**EXERCISE GOAL**
Return the lines of the data below in which the string "MetricPublisher" occurs.
━━━━━━━━━━
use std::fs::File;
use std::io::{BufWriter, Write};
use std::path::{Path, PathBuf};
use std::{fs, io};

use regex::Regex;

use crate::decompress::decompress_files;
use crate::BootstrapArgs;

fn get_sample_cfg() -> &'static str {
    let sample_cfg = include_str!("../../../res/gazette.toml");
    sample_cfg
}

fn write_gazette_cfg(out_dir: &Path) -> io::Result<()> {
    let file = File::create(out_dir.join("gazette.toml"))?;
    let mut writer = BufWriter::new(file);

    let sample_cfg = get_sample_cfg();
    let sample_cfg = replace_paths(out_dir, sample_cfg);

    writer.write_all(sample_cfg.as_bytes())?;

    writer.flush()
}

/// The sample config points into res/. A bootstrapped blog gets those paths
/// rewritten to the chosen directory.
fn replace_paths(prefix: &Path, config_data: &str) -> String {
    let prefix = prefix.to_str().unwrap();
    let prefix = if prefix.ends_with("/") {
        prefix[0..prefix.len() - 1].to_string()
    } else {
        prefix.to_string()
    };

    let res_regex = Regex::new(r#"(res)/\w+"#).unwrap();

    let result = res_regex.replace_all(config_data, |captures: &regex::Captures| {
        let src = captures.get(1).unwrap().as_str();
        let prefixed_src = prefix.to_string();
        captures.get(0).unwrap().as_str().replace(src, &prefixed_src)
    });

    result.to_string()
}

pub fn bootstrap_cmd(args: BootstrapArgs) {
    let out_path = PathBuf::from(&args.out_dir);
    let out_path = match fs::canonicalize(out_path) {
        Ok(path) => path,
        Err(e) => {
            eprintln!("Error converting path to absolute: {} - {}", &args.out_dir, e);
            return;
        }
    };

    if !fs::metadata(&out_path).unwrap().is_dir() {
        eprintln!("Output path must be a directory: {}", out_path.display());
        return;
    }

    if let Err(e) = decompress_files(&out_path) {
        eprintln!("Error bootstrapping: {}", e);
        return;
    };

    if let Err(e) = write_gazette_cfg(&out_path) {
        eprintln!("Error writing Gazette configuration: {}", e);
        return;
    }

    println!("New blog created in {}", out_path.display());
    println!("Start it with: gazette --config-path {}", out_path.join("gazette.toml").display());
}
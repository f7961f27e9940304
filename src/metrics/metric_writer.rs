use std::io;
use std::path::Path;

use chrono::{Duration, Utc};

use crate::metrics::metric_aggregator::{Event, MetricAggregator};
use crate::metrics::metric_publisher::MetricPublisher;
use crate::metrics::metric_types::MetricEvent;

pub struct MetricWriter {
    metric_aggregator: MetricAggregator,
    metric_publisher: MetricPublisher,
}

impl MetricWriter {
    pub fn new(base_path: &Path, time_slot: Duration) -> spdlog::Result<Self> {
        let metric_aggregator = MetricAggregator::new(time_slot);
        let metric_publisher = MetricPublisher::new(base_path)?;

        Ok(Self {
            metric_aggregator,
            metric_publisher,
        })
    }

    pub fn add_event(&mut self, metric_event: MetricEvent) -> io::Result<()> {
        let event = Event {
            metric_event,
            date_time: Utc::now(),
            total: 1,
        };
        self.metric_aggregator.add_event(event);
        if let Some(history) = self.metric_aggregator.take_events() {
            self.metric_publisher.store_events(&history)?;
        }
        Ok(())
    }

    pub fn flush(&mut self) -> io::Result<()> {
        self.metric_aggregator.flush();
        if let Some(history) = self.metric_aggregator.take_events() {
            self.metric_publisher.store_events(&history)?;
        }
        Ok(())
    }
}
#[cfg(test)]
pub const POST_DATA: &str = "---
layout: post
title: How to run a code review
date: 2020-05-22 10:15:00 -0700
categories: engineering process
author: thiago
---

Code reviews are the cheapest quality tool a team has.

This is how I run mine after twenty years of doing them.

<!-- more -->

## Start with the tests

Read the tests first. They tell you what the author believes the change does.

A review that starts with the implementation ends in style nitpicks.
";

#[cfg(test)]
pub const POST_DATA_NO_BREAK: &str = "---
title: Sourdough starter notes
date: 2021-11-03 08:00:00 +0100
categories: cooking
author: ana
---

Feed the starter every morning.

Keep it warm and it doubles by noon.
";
━━━━━━━━━━
**TASK SOLUTION**
use crate::metrics::metric_publisher::MetricPublisher;
    metric_publisher: MetricPublisher,
        let metric_publisher = MetricPublisher::new(base_path)?;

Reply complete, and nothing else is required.